El Gobierno de México dejó claro que el país no impulsará el fracking como modelo para la explotación de gas natural y, en su lugar, seguirá una estrategia sustentada en la ciencia, la protección del medio ambiente y el cuidado del agua para avanzar hacia una mayor soberanía energética.
Durante la Conferencia del Pueblo, la presidenta Claudia Sheinbaum presentó las primeras conclusiones del Comité de Científicos y Especialistas para el Análisis de la Explotación de Gas Natural No Convencional, integrado por 54 especialistas de distintas disciplinas, quienes establecieron una ruta para disminuir la dependencia del gas importado, principalmente de Estados Unidos, sin poner en riesgo los recursos naturales ni a las comunidades.
En la exposición se informó que México posee un potencial estimado de 141.5 millones de millones de pies cúbicos de gas natural en yacimientos no convencionales, localizados principalmente en las cuencas Sabinas-Burro-Picachos, Burgos y Tampico-Misantla. No obstante, se precisó que aún es necesario confirmar cuánto de ese recurso puede ser aprovechado de forma técnica, económica y ambientalmente viable.

Como parte de las primeras conclusiones, el Gobierno aceptó la recomendación de prohibir cualquier actividad de aprovechamiento de gas natural no convencional en la cuenca Tampico-Misantla, mientras que en las cuencas Sabinas-Burro-Picachos y Burgos únicamente se realizarán estudios y pozos exploratorios para verificar la existencia de agua salada profunda, confirmar las reservas de gas y determinar si existe viabilidad para un eventual desarrollo.
Las especialistas señalaron que México consume actualmente 9.1 mil millones de pies cúbicos diarios de gas natural, de los cuales cerca del 75 por ciento proviene de importaciones, principalmente desde Estados Unidos. Además, el 70 por ciento de la electricidad que se genera en el país utiliza gas natural, lo que hace indispensable fortalecer la producción nacional y reducir la dependencia energética.
Ante este panorama, el Comité recomendó acelerar la incorporación de energías renovables, ampliar los programas de eficiencia energética, incrementar la producción nacional de gas convencional, eliminar la quema de gas en los campos petroleros y desarrollar proyectos de cogeneración eficiente para fortalecer la seguridad energética del país.

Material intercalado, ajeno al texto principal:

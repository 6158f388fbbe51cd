//! Gather Pass (Pass 2) - build the base-type graph.
//!
//! Each declared type resolves its base list, recursing into a local base
//! first when that base is still unbuilt. A type therefore always lands in
//! the output after every base it kept. Re-entering a type that is still
//! being built means the base graph is cyclic: the re-entry is reported and
//! the offending edge dropped, so the finished graph is acyclic.
//!
//! While this pass runs, names of declared-but-unbuilt types resolve as
//! deferred references.

use classbind_ast::TypeExpr;
use classbind_core::{ClassId, ClassKind, CompilationError, FatalError, ResolutionState};
use rustc_hash::FxHashMap;
use tracing::{debug, trace};

use super::DeclaredType;
use crate::context::{CompilationContext, WellKnown};

/// Output of the gather pass.
#[derive(Debug, Default)]
pub struct GatherOutput<'ast> {
    /// Declared types reordered so that bases come before derived types.
    pub types: Vec<DeclaredType<'ast>>,
}

/// Pass 2: resolve base types and create classes.
pub struct GatherPass<'a, 'ast> {
    ctx: &'a mut CompilationContext,
    declared: &'a [DeclaredType<'ast>],
    index: FxHashMap<ClassId, usize>,
    output: Vec<DeclaredType<'ast>>,
}

impl<'a, 'ast> GatherPass<'a, 'ast> {
    pub fn new(ctx: &'a mut CompilationContext, declared: &'a [DeclaredType<'ast>]) -> Self {
        let index = declared
            .iter()
            .enumerate()
            .map(|(i, t)| (t.class, i))
            .collect();
        Self {
            ctx,
            declared,
            index,
            output: Vec::with_capacity(declared.len()),
        }
    }

    #[tracing::instrument(level = "debug", skip_all, fields(types = self.declared.len()))]
    pub fn run(mut self) -> Result<GatherOutput<'ast>, FatalError> {
        #[cfg(feature = "profiling")]
        profiling::scope!("gather_types");

        self.ctx.gathering = true;
        let result = (0..self.declared.len()).try_for_each(|i| self.create_type(i));
        self.ctx.gathering = false;
        result?;

        debug!(types = self.output.len(), "gather pass complete");
        Ok(GatherOutput { types: self.output })
    }

    /// Build the class for `declared[i]`, bases first.
    fn create_type(&mut self, i: usize) -> Result<(), FatalError> {
        let item = self.declared[i];
        let class = item.class;
        self.ctx.set_file(Some(item.file.to_string()));

        match self.ctx.graph.class(class).state {
            ResolutionState::Resolved => return Ok(()),
            ResolutionState::InProgress => {
                let name = self.ctx.graph.qualified_name(class).to_string();
                self.report(CompilationError::RecursiveDefinition {
                    name,
                    span: item.decl.name.span,
                });
                return Ok(());
            }
            ResolutionState::Unresolved => {}
        }
        self.ctx.graph.class_mut(class).state = ResolutionState::InProgress;

        let is_interface = item.decl.kind == ClassKind::Interface;
        let mut parent: Option<ClassId> = None;
        let mut interfaces: Vec<ClassId> = Vec::new();

        for base_expr in &item.decl.bases {
            let Some(base) = self.resolve_base(&item, base_expr)? else {
                continue;
            };
            self.ctx.set_file(Some(item.file.to_string()));

            let base_entry = self.ctx.graph.class(base);
            if base_entry.state == ResolutionState::InProgress {
                // The cycle was reported on re-entry; leave this edge out.
                continue;
            }
            if base_entry.is_interface() {
                if !interfaces.contains(&base) {
                    interfaces.push(base);
                }
            } else if is_interface {
                let name = self.ctx.graph.qualified_name(class).to_string();
                self.report(CompilationError::InterfaceInheritsClass {
                    name,
                    span: base_expr.span(),
                });
            } else if parent.is_some() {
                let name = self.ctx.graph.qualified_name(class).to_string();
                self.report(CompilationError::MultipleClassBases {
                    name,
                    span: base_expr.span(),
                });
            } else {
                parent = Some(base);
            }
        }

        if parent.is_none() && !is_interface {
            parent = self.default_parent(class, item.decl.kind);
        }
        if let Some(p) = parent {
            if self.ctx.graph.class(p).is_sealed() {
                let parent_name = self.ctx.graph.qualified_name(p).to_string();
                self.report(CompilationError::SealedParent {
                    parent: parent_name,
                    span: item.decl.name.span,
                });
            }
        }

        let entry = self.ctx.graph.class_mut(class);
        entry.parent = parent;
        entry.interfaces = interfaces;
        entry.state = ResolutionState::Resolved;
        trace!(
            name = %entry.qualified_name,
            parent = ?entry.parent,
            interfaces = entry.interfaces.len(),
            "created type"
        );

        let entry = self.ctx.graph.class(class);
        self.ctx.sink.create_class(entry)?;
        for &interface in &entry.interfaces {
            self.ctx.sink.attach_interface(entry, interface)?;
        }
        self.output.push(item);

        let nested = self.ctx.graph.class(class).nested.clone();
        for nested in nested {
            if let Some(&n) = self.index.get(&nested) {
                self.create_type(n)?;
            }
        }
        Ok(())
    }

    /// Resolve one base expression to a class, building it first if it is a
    /// local type that has not been built yet.
    fn resolve_base(&mut self, item: &DeclaredType<'ast>, expr: &TypeExpr) -> Result<Option<ClassId>, FatalError> {
        let ty = match self.ctx.resolve_type(&item.outer, expr) {
            Ok(ty) => ty,
            Err(error) => {
                self.report(error);
                return Ok(None);
            }
        };
        let Some(base) = self.ctx.graph.class_of(&ty) else {
            self.report(CompilationError::InvalidBaseType { span: expr.span() });
            return Ok(None);
        };

        if self.ctx.graph.class(base).state != ResolutionState::Resolved {
            if let Some(&n) = self.index.get(&base) {
                self.create_type(n)?;
            }
        }
        Ok(Some(base))
    }

    /// Parent used when the base list names no class.
    fn default_parent(&self, class: ClassId, kind: ClassKind) -> Option<ClassId> {
        let object = self.ctx.well_known(WellKnown::Object);
        if object == Some(class) {
            return None;
        }
        let specific = match kind {
            ClassKind::Struct => self.ctx.well_known(WellKnown::ValueType),
            ClassKind::Enum => self.ctx.well_known(WellKnown::Enum),
            ClassKind::Delegate => self.ctx.well_known(WellKnown::MulticastDelegate),
            ClassKind::Class | ClassKind::Interface => None,
        };
        specific.or(object)
    }

    fn report(&mut self, error: CompilationError) {
        debug!(%error, "gather error");
        self.ctx.add_error(error);
    }
}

Uno de los ejes centrales de la estrategia es que el cuidado del agua y del medio ambiente prevalecerán sobre cualquier proyecto de aprovechamiento energético. Entre las condicionantes establecidas destacan la preservación de los acuíferos y los ecosistemas; el uso exclusivo de agua salada profunda o agua residual, evitando utilizar agua destinada al consumo humano; el reciclaje de al menos el 75 por ciento del agua empleada en los procesos; la prohibición del uso de sustancias químicas altamente tóxicas; la correcta disposición de los materiales utilizados y el monitoreo permanente de la calidad del agua superficial y subterránea.
Asimismo, cualquier decisión deberá estar acompañada de consultas previas, libres e informadas con las comunidades de las zonas de influencia, el fortalecimiento de la proveeduría local para generar empleo regional, la reducción del impacto superficial de las perforaciones y un monitoreo científico externo e independiente que supervise la integridad de los acuíferos, el equilibrio hídrico, la actividad sísmica y la conservación de los ecosistemas.
Como parte de esta nueva ruta, el Gobierno también realizará estudios geológicos e hidrológicos para comprobar que los acuíferos de agua potable no tengan conexión con las formaciones profundas donde pudiera existir gas natural, además de evaluar la aplicación de nuevas tecnologías de menor impacto ambiental antes de considerar cualquier decisión futura.
Con estas acciones, el Gobierno de México busca fortalecer su soberanía energética reduciendo la dependencia del gas importado, pero dejando en claro que la protección del agua, el medio ambiente y las comunidades será la prioridad en cualquier estrategia relacionada con el aprovechamiento de los recursos energéticos.